OK. I'll see if I can add a test for the checker state.

> Alternatively, we could make the check_finished() logic match the
> update_path_state() logic exactly by just setting a flag in the
> path's
> pathgroup during enable_group() (and possibly not call
> dm_enablegroup()
> at all, 

That was my first thought, but it doesn't work, because we call  
free_pgvec(mpp->pg, KEEP_PATHS) update_multipath_strings(), and
reallocate the vector in disassemble_map. I guess we could change that,
but it would be another intrusive patch set. Currently we just can't
store any persistent properties in struct pathgroup.

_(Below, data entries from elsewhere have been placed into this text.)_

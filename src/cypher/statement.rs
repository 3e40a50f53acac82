//! Structured Cypher statements
//!
//! A [`Statement`] is an ordered list of [`Clause`]s. It renders to the text
//! sent over Bolt and is also what the in-memory test store interprets, so the
//! two never drift apart.

use super::escape::{format_datetime, format_float, quote};
use chrono::{DateTime, Utc};
use serde::{Deserialize, Serialize};
use std::fmt;

/// A literal property value
#[derive(Debug, Clone, PartialEq, Serialize, Deserialize)]
pub enum PropertyValue {
    Null,
    Bool(bool),
    Int(i64),
    Float(f64),
    Text(String),
    DateTime(DateTime<Utc>),
    TextList(Vec<String>),
    /// Evaluated by the database at execution time (`datetime()`)
    ServerNow,
}

impl PropertyValue {
    pub fn to_cypher(&self) -> String {
        match self {
            PropertyValue::Null => "null".to_string(),
            PropertyValue::Bool(b) => b.to_string(),
            PropertyValue::Int(i) => i.to_string(),
            PropertyValue::Float(f) => format_float(*f),
            PropertyValue::Text(s) => quote(s),
            PropertyValue::DateTime(t) => format_datetime(t),
            PropertyValue::TextList(items) => format!(
                "[{}]",
                items.iter().map(|s| quote(s)).collect::<Vec<_>>().join(", ")
            ),
            PropertyValue::ServerNow => "datetime()".to_string(),
        }
    }
}

impl From<&str> for PropertyValue {
    fn from(v: &str) -> Self {
        PropertyValue::Text(v.to_string())
    }
}

impl From<String> for PropertyValue {
    fn from(v: String) -> Self {
        PropertyValue::Text(v)
    }
}

impl From<&String> for PropertyValue {
    fn from(v: &String) -> Self {
        PropertyValue::Text(v.clone())
    }
}

impl From<i64> for PropertyValue {
    fn from(v: i64) -> Self {
        PropertyValue::Int(v)
    }
}

impl From<f64> for PropertyValue {
    fn from(v: f64) -> Self {
        PropertyValue::Float(v)
    }
}

impl From<bool> for PropertyValue {
    fn from(v: bool) -> Self {
        PropertyValue::Bool(v)
    }
}

impl From<DateTime<Utc>> for PropertyValue {
    fn from(v: DateTime<Utc>) -> Self {
        PropertyValue::DateTime(v)
    }
}

impl<T: Into<PropertyValue>> From<Option<T>> for PropertyValue {
    fn from(v: Option<T>) -> Self {
        v.map(Into::into).unwrap_or(PropertyValue::Null)
    }
}

/// Relationship types of the building graph
#[derive(Debug, Clone, Copy, PartialEq, Eq, Hash, PartialOrd, Ord, Serialize, Deserialize)]
pub enum RelType {
    Contains,
    Bounds,
    InstalledIn,
    HasProvSpace,
    ContainedIn,
    Intersects,
    ConnectsTo,
}

impl RelType {
    pub fn as_str(&self) -> &'static str {
        match self {
            RelType::Contains => "CONTAINS",
            RelType::Bounds => "BOUNDS",
            RelType::InstalledIn => "INSTALLED_IN",
            RelType::HasProvSpace => "HAS_PROV_SPACE",
            RelType::ContainedIn => "CONTAINED_IN",
            RelType::Intersects => "INTERSECTS",
            RelType::ConnectsTo => "CONNECTS_TO",
        }
    }
}

impl fmt::Display for RelType {
    fn fmt(&self, f: &mut fmt::Formatter<'_>) -> fmt::Result {
        f.write_str(self.as_str())
    }
}

#[derive(Debug, Clone, Copy, PartialEq, Eq, Serialize, Deserialize)]
pub enum Direction {
    Outgoing,
    Incoming,
}

/// `(:Label {key: value})`
#[derive(Debug, Clone, PartialEq)]
pub struct NodePattern {
    pub label: &'static str,
    pub key: &'static str,
    pub value: PropertyValue,
}

impl NodePattern {
    pub fn new(label: &'static str, key: &'static str, value: impl Into<PropertyValue>) -> Self {
        Self {
            label,
            key,
            value: value.into(),
        }
    }

    fn render(&self, var: &str) -> String {
        format!(
            "({}:{} {{{}: {}}})",
            var,
            self.label,
            self.key,
            self.value.to_cypher()
        )
    }
}

/// `var.property = value`
#[derive(Debug, Clone, PartialEq)]
pub struct Assignment {
    pub property: &'static str,
    pub value: PropertyValue,
}

impl Assignment {
    pub fn new(property: &'static str, value: impl Into<PropertyValue>) -> Self {
        Self {
            property,
            value: value.into(),
        }
    }
}

#[derive(Debug, Clone, PartialEq)]
pub enum Clause {
    /// `MERGE (var:Label {key: value}) [ON CREATE SET …] [SET …]`
    MergeNode {
        var: String,
        node: NodePattern,
        on_create: Vec<Assignment>,
        set: Vec<Assignment>,
    },
    /// `MATCH (var:Label {key: value})`
    MatchNode { var: String, node: NodePattern },
    /// `MERGE (from)-[:REL]->(to)` between two bound variables
    MergeEdge {
        from: String,
        rel: RelType,
        to: String,
    },
    /// Delete every `rel` edge attached to `var` in `direction`
    DetachEdges {
        var: String,
        rel: RelType,
        direction: Direction,
    },
    /// `MATCH (a)-[r:REL]->(b) DELETE r`
    DeleteEdge {
        from: NodePattern,
        rel: RelType,
        to: NodePattern,
    },
    /// `MATCH (n:Label {key: value}) DETACH DELETE n`
    DetachDelete { node: NodePattern },
    /// Handle-only delete across several labels
    UnionDetachDelete {
        labels: Vec<&'static str>,
        key: &'static str,
        value: PropertyValue,
    },
}

impl Clause {
    /// Clauses that begin with a MATCH and therefore need a `WITH` after writes
    fn starts_with_read(&self) -> bool {
        matches!(
            self,
            Clause::MatchNode { .. }
                | Clause::DeleteEdge { .. }
                | Clause::DetachDelete { .. }
                | Clause::UnionDetachDelete { .. }
        )
    }

    fn writes(&self) -> bool {
        !matches!(self, Clause::MatchNode { .. })
    }

    fn binds(&self) -> Option<&str> {
        match self {
            Clause::MergeNode { var, .. } | Clause::MatchNode { var, .. } => Some(var),
            _ => None,
        }
    }

    fn render(&self) -> String {
        match self {
            Clause::MergeNode {
                var,
                node,
                on_create,
                set,
            } => {
                let mut out = format!("MERGE {}", node.render(var));
                if !on_create.is_empty() {
                    out.push_str(" ON CREATE SET ");
                    out.push_str(&render_assignments(var, on_create));
                }
                if !set.is_empty() {
                    out.push_str(" SET ");
                    out.push_str(&render_assignments(var, set));
                }
                out
            }
            Clause::MatchNode { var, node } => format!("MATCH {}", node.render(var)),
            Clause::MergeEdge { from, rel, to } => {
                format!("MERGE ({})-[:{}]->({})", from, rel, to)
            }
            Clause::DetachEdges {
                var,
                rel,
                direction,
            } => {
                let pattern = match direction {
                    Direction::Outgoing => format!("({})-[r:{}]->()", var, rel),
                    Direction::Incoming => format!("({})<-[r:{}]-()", var, rel),
                };
                format!("FOREACH (old IN [{} | r] | DELETE old)", pattern)
            }
            Clause::DeleteEdge { from, rel, to } => format!(
                "MATCH {}-[r:{}]->{} DELETE r",
                from.render("a"),
                rel,
                to.render("b")
            ),
            Clause::DetachDelete { node } => {
                format!("MATCH {} DETACH DELETE n", node.render("n"))
            }
            Clause::UnionDetachDelete { labels, key, value } => {
                let label_test = labels
                    .iter()
                    .map(|l| format!("n:{}", l))
                    .collect::<Vec<_>>()
                    .join(" OR ");
                format!(
                    "MATCH (n) WHERE n.{} = {} AND ({}) DETACH DELETE n",
                    key,
                    value.to_cypher(),
                    label_test
                )
            }
        }
    }
}

fn render_assignments(var: &str, assignments: &[Assignment]) -> String {
    assignments
        .iter()
        .map(|a| format!("{}.{} = {}", var, a.property, a.value.to_cypher()))
        .collect::<Vec<_>>()
        .join(", ")
}

/// One executable unit of work for the dispatcher
#[derive(Debug, Clone, PartialEq, Default)]
pub struct Statement {
    pub clauses: Vec<Clause>,
}

impl Statement {
    pub fn new() -> Self {
        Self::default()
    }

    pub fn push(&mut self, clause: Clause) -> &mut Self {
        self.clauses.push(clause);
        self
    }

    pub fn is_empty(&self) -> bool {
        self.clauses.is_empty()
    }

    /// Render to Cypher text.
    ///
    /// Cypher forbids a MATCH directly after an updating clause, so a
    /// `WITH` carrying every variable bound so far is inserted there.
    pub fn to_cypher(&self) -> String {
        let mut parts: Vec<String> = Vec::with_capacity(self.clauses.len());
        let mut bound: Vec<&str> = Vec::new();
        let mut pending_write = false;

        for clause in &self.clauses {
            if pending_write && clause.starts_with_read() {
                if !bound.is_empty() {
                    parts.push(format!("WITH {}", bound.join(", ")));
                } else {
                    parts.push("WITH count(*) AS _".to_string());
                }
                pending_write = false;
            }
            parts.push(clause.render());
            if clause.writes() {
                pending_write = true;
            }
            if let Some(var) = clause.binds() {
                if !bound.contains(&var) {
                    bound.push(var);
                }
            }
        }

        parts.join(" ")
    }
}

impl fmt::Display for Statement {
    fn fmt(&self, f: &mut fmt::Formatter<'_>) -> fmt::Result {
        f.write_str(&self.to_cypher())
    }
}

> but I suppose that there could be a benefit to re-enabling the
> group as soon as possible. I'm still kinda fuzzy on whether the
> kernel's
> own pathgroup re-enabling code makes all this redundant).

The kernel will even try "bypassed" PGs if it finds no other. But that
means that e.g. the marginal pathgroup would be tried before disabled
PGs [1]. In general, I don't think we can rely on the kernel in this
respect.

>  Then, in
> enable_pathrgoups(), instead of checking each path, we just need to
> check if pgp->need_reenable is set for the pathgroup().

As I said, as long as we discard the PGs, I guess we'll have to test
the path flags. It's difficult to come up with a decent test case for
this, in particular if checking for PATH_UP is not enough...


> [...]
> 
> But perhaps the best answer is to just to say that this is a corner
> case
> where we skip a multipathd action that might be totally unnecessary.
> And
> even if it is a problem, it will be fixed if multipathd ever decides
> that the kernel is using the wrong pathgroup and should switch, or
> whenever the table gets reloaded. Maybe the whole patch is
> unnecessary.

I'm going to submit a v4 that adds a test for the checker flags.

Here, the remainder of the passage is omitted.